# installing adobe flash player in opera in ubuntu



## brokencomputer (Nov 27, 2007)

How do I do it???


----------



## Skie (Mar 15, 2003)

This should help you: https://help.ubuntu.com/community/RestrictedFormats/Flash


----------



## brokencomputer (Nov 27, 2007)

I am using xubuntu 7.10; the website only includes versions up to 7.04...
also, the website does not mention opera


----------



## shuuhen (Sep 4, 2004)

Xubuntu and Ubuntu only differ in graphical interface. Otherwise they should be exactly the same. The version number shouldn't make a big difference.

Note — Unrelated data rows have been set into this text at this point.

//! Domain types for benefit requests.
//!
//! Identifiers, roles, the people involved in a request and the status enum
//! whose edge table every transition is checked against.

use chrono::{DateTime, NaiveDate, Utc};
use serde::{Deserialize, Serialize};
use std::collections::BTreeSet;
use std::fmt;
use uuid::Uuid;

macro_rules! uuid_id {
    ($(#[$doc:meta])* $name:ident) => {
        $(#[$doc])*
        #[derive(Clone, Copy, Debug, PartialEq, Eq, Hash, PartialOrd, Ord, Serialize, Deserialize)]
        pub struct $name(Uuid);

        impl $name {
            /// Creates a new random id
            #[must_use]
            pub fn new() -> Self {
                Self(Uuid::new_v4())
            }

            /// Creates an id from a UUID
            #[must_use]
            pub const fn from_uuid(id: Uuid) -> Self {
                Self(id)
            }

            /// Returns the inner UUID
            #[must_use]
            pub const fn as_uuid(&self) -> &Uuid {
                &self.0
            }
        }

        impl Default for $name {
            fn default() -> Self {
                Self::new()
            }
        }

        impl fmt::Display for $name {
            fn fmt(&self, f: &mut fmt::Formatter<'_>) -> fmt::Result {
                write!(f, "{}", self.0)
            }
        }
    };
}

uuid_id!(
    /// Unique identifier for a benefit request
    RequestId
);
uuid_id!(
    /// Identifier of a program user (staff member)
    UserId
);
uuid_id!(
    /// Identifier of a welfare unit
    UnitId
);
uuid_id!(
    /// Identifier of a citizen in the external registry
    CitizenId
);
uuid_id!(
    /// Identifier of a pendency item
    PendencyId
);
uuid_id!(
    /// Identifier of an audit entry
    AuditEntryId
);

macro_rules! code_type {
    ($(#[$doc:meta])* $name:ident) => {
        $(#[$doc])*
        #[derive(Clone, Debug, PartialEq, Eq, Hash, PartialOrd, Ord, Serialize, Deserialize)]
        pub struct $name(String);

        impl $name {
            /// Wraps a code such as `"birth_allowance"`
            #[must_use]
            pub fn new(code: impl Into<String>) -> Self {
                Self(code.into())
            }

            /// Returns the code
            #[must_use]
            pub fn as_str(&self) -> &str {
                &self.0
            }
        }

        impl fmt::Display for $name {
            fn fmt(&self, f: &mut fmt::Formatter<'_>) -> fmt::Result {
                f.write_str(&self.0)
            }
        }

        impl From<&str> for $name {
            fn from(code: &str) -> Self {
                Self(code.to_string())
            }
        }

        impl From<String> for $name {
            fn from(code: String) -> Self {
                Self(code)
            }
        }
    };
}

code_type!(
    /// Benefit type code (e.g. `birth_allowance`, `funeral_aid`)
    BenefitType
);
code_type!(
    /// Document type code (e.g. `responsibility_term`)
    DocumentType
);

/// Program roles.
#[derive(Clone, Copy, Debug, PartialEq, Eq, Hash, PartialOrd, Ord, Serialize, Deserialize)]
pub enum Role {
    /// Full access
    Admin,
    /// Unit or program manager
    Manager,
    /// Social worker issuing technical opinions
    TechnicalReviewer,
    /// Front-desk technician at a welfare unit
    UnitTechnician,
}

impl Role {
    /// Every role, in declaration order.
    pub const ALL: [Self; 4] = [
        Self::Admin,
        Self::Manager,
        Self::TechnicalReviewer,
        Self::UnitTechnician,
    ];
}

impl fmt::Display for Role {
    fn fmt(&self, f: &mut fmt::Formatter<'_>) -> fmt::Result {
        let name = match self {
            Self::Admin => "Admin",
            Self::Manager => "Manager",
            Self::TechnicalReviewer => "TechnicalReviewer",
            Self::UnitTechnician => "UnitTechnician",
        };
        f.write_str(name)
    }
}

/// Identity supplied by the identity provider on every call.
#[derive(Clone, Debug, PartialEq, Eq, Serialize, Deserialize)]
pub struct Actor {
    /// Who is acting
    pub user_id: UserId,
    /// Roles held at call time
    pub roles: BTreeSet<Role>,
    /// Unit the actor works at
    pub unit_id: UnitId,
}

impl Actor {
    /// Build an actor from a role list.
    #[must_use]
    pub fn new(user_id: UserId, roles: impl IntoIterator<Item = Role>, unit_id: UnitId) -> Self {
        Self {
            user_id,
            roles: roles.into_iter().collect(),
            unit_id,
        }
    }

    /// True if the actor holds `role`.
    #[must_use]
    pub fn has_role(&self, role: Role) -> bool {
        self.roles.contains(&role)
    }

    /// True if the actor holds any of `roles`.
    #[must_use]
    pub fn has_any_role(&self, roles: &[Role]) -> bool {
        roles.iter().any(|role| self.has_role(*role))
    }
}

/// Full request-scoped actor context carried into history and audit.
#[derive(Clone, Debug, PartialEq, Eq, Serialize, Deserialize)]
pub struct ActorContext {
    /// Authenticated actor
    pub actor: Actor,
    /// Client IP, when known
    pub ip_address: Option<String>,
    /// Client user agent, when known
    pub user_agent: Option<String>,
    /// Correlation id of the inbound call
    pub correlation_id: Uuid,
}

impl ActorContext {
    /// Context with a fresh correlation id and no client details.
    #[must_use]
    pub fn new(actor: Actor) -> Self {
        Self {
            actor,
            ip_address: None,
            user_agent: None,
            correlation_id: Uuid::new_v4(),
        }
    }

    /// Attach client network details.
    #[must_use]
    pub fn with_client(mut self, ip_address: impl Into<String>, user_agent: impl Into<String>) -> Self {
        self.ip_address = Some(ip_address.into());
        self.user_agent = Some(user_agent.into());
        self
    }

    /// Use a caller-provided correlation id.
    #[must_use]
    pub const fn with_correlation_id(mut self, correlation_id: Uuid) -> Self {
        self.correlation_id = correlation_id;
        self
    }
}

/// How the request reached the program.
#[derive(Clone, Copy, Debug, PartialEq, Eq, Serialize, Deserialize)]
pub enum Origin {
    /// Filed at a welfare unit desk
    InPerson,
    /// Self-submitted through a messaging channel
    MessagingChannel,
}

/// Relationship of the requester to the beneficiary.
#[derive(Clone, Copy, Debug, PartialEq, Eq, Serialize, Deserialize)]
pub enum Kinship {
    /// Mother
    Mother,
    /// Father
    Father,
    /// Court-appointed legal guardian
    LegalGuardian,
    /// Grandparent
    Grandparent,
    /// Sibling
    Sibling,
    /// Any other relationship
    Other,
}

impl Kinship {
    /// First-degree legal representatives of a minor.
    #[must_use]
    pub const fn is_first_degree(self) -> bool {
        matches!(self, Self::Mother | Self::Father | Self::LegalGuardian)
    }
}

/// Age of legal majority.
pub const AGE_OF_MAJORITY: u32 = 18;

/// The person the benefit is for.
#[derive(Clone, Debug, PartialEq, Eq, Serialize, Deserialize)]
pub struct Beneficiary {
    /// Registry id
    pub citizen_id: CitizenId,
    /// Full name
    pub name: String,
    /// Date of birth
    pub birth_date: NaiveDate,
}

impl Beneficiary {
    /// True if the beneficiary is under [`AGE_OF_MAJORITY`] at `at`.
    #[must_use]
    pub fn is_minor_at(&self, at: DateTime<Utc>) -> bool {
        at.date_naive()
            .years_since(self.birth_date)
            .is_none_or(|age| age < AGE_OF_MAJORITY)
    }
}

/// The person filing the request.
#[derive(Clone, Debug, PartialEq, Eq, Serialize, Deserialize)]
pub struct RequesterInfo {
    /// Registry id
    pub citizen_id: CitizenId,
    /// Relationship to the beneficiary; `None` when filing for oneself
    pub kinship: Option<Kinship>,
}

/// How the benefit is paid out.
#[derive(Clone, Copy, Debug, PartialEq, Eq, Serialize, Deserialize)]
pub enum PaymentMethod {
    /// Instant transfer to the beneficiary's PIX key
    Pix,
    /// Deposit to a bank account
    BankTransfer,
    /// Benefit handed over in kind at the unit
    InKind,
}

/// Payment registered when the unit releases the benefit.
#[derive(Clone, Debug, PartialEq, Eq, Serialize, Deserialize)]
pub struct PaymentDetails {
    /// Amount in cents
    pub amount_cents: u64,
    /// Payment method
    pub method: PaymentMethod,
    /// External reference (transfer id, voucher number)
    pub reference: Option<String>,
}

/// Payment channel data held by the beneficiary data source.
#[derive(Clone, Debug, PartialEq, Eq, Serialize, Deserialize)]
pub enum PaymentChannel {
    /// PIX key
    Pix {
        /// The key (CPF, phone, e-mail or random key)
        key: String,
    },
    /// Bank account
    BankAccount {
        /// Bank code
        bank: String,
        /// Branch number
        branch: String,
        /// Account number
        account: String,
    },
}

/// Request status.
#[derive(Clone, Copy, Debug, PartialEq, Eq, Hash, PartialOrd, Ord, Serialize, Deserialize)]
pub enum RequestStatus {
    /// Created, not yet submitted
    Draft,
    /// Submitted, waiting for triage
    Open,
    /// Under technical analysis and approval
    InAnalysis,
    /// Waiting for pendencies to be resolved
    Pending,
    /// Approved, waiting for hand-over
    Approved,
    /// Benefit handed over
    Released,
    /// Delivery confirmed (terminal)
    Completed,
    /// Cancelled or rejected (terminal)
    Cancelled,
}

impl RequestStatus {
    /// Every status, in lifecycle order.
    pub const ALL: [Self; 8] = [
        Self::Draft,
        Self::Open,
        Self::InAnalysis,
        Self::Pending,
        Self::Approved,
        Self::Released,
        Self::Completed,
        Self::Cancelled,
    ];

    /// Statuses reachable in one step.
    #[must_use]
    pub const fn allowed_targets(self) -> &'static [Self] {
        match self {
            Self::Draft => &[Self::Open, Self::Cancelled],
            Self::Open => &[Self::InAnalysis, Self::Cancelled],
            Self::InAnalysis => &[Self::Pending, Self::Approved, Self::Cancelled],
            Self::Pending => &[Self::InAnalysis, Self::Cancelled],
            Self::Approved => &[Self::Released, Self::Cancelled],
            Self::Released => &[Self::Completed],
            Self::Completed | Self::Cancelled => &[],
        }
    }

    /// True if `self -> to` is an edge of the state table.
    #[must_use]
    pub fn can_transition_to(self, to: Self) -> bool {
        self.allowed_targets().contains(&to)
    }

    /// True for `Completed` and `Cancelled`.
    #[must_use]
    pub const fn is_terminal(self) -> bool {
        matches!(self, Self::Completed | Self::Cancelled)
    }
}

impl fmt::Display for RequestStatus {
    fn fmt(&self, f: &mut fmt::Formatter<'_>) -> fmt::Result {
        let name = match self {
            Self::Draft => "Draft",
            Self::Open => "Open",
            Self::InAnalysis => "InAnalysis",
            Self::Pending => "Pending",
            Self::Approved => "Approved",
            Self::Released => "Released",
            Self::Completed => "Completed",
            Self::Cancelled => "Cancelled",
        };
        f.write_str(name)
    }
}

The 7.04 instructions should work fine.

This might help for Opera: https://help.ubuntu.com/community/OperaBrowser


----------



## brokencomputer (Nov 27, 2007)

Now I have a larger problem:

first, the update maanager says the following when my mouse is over it:
"This usually means that your installed packages have unmet dependencies"

When I click the icon (white star in yellow background), an error message appears with no information.

"sudo apt-get update" results in:
"E: Type '<!DOCTYPE' is not known on line 1 in source list /etc/apt/sources.list.d/medibuntu.list"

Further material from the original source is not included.